> _Work task_:
Each line from the beginning of the data below through the line containing "its whole subtree" should be repeated exactly, please.

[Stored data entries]
-------------------------
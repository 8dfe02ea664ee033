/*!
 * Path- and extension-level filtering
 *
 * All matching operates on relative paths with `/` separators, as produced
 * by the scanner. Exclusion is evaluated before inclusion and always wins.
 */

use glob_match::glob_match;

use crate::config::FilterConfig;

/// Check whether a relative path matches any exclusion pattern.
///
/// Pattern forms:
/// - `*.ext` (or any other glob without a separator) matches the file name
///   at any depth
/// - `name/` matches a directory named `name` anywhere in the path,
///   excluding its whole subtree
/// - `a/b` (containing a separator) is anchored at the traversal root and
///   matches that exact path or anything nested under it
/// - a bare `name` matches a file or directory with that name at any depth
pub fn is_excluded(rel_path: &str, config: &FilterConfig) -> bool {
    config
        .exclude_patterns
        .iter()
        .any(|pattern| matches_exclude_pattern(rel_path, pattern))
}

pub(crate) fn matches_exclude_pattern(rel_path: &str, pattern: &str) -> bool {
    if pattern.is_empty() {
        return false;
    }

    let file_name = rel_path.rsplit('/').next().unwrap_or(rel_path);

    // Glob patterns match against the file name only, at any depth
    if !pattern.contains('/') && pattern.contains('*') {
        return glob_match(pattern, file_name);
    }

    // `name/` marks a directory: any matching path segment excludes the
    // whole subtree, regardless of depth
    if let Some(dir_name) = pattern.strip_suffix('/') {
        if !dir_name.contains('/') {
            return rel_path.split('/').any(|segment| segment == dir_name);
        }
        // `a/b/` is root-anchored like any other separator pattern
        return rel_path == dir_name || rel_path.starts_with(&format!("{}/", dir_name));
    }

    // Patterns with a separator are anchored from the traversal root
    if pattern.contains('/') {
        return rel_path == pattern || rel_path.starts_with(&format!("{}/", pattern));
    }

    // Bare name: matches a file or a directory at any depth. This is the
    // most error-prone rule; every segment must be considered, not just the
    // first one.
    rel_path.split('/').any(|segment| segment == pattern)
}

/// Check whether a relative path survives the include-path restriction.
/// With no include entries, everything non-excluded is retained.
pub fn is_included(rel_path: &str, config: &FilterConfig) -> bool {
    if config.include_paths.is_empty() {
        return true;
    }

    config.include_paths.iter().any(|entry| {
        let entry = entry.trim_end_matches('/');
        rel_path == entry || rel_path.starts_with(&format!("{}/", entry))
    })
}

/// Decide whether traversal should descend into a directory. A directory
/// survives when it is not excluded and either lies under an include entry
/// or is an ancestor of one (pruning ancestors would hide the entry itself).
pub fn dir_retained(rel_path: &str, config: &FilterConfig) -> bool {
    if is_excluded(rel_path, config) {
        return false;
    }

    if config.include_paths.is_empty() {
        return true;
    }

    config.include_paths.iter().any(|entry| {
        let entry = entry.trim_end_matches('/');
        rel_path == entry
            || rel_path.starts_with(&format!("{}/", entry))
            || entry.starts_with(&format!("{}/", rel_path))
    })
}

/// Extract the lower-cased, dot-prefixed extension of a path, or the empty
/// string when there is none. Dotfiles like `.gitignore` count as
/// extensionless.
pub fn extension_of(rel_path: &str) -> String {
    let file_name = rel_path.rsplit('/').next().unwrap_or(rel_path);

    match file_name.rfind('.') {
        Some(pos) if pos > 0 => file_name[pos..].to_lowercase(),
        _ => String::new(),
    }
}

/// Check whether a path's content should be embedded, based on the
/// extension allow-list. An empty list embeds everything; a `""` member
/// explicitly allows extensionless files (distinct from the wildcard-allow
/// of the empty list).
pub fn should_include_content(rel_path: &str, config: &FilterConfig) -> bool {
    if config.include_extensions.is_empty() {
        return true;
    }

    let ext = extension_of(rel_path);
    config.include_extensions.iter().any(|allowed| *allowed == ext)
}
-------------------------
> _Expected answer_:
repository 8dfe02ea664ee033
/*!
 * Path- and extension-level filtering
 *
 * All matching operates on relative paths with `/` separators, as produced
 * by the scanner. Exclusion is evaluated before inclusion and always wins.
 */

use glob_match::glob_match;

use crate::config::FilterConfig;

/// Check whether a relative path matches any exclusion pattern.
///
/// Pattern forms:
/// - `*.ext` (or any other glob without a separator) matches the file name
///   at any depth
/// - `name/` matches a directory named `name` anywhere in the path,
///   excluding its whole subtree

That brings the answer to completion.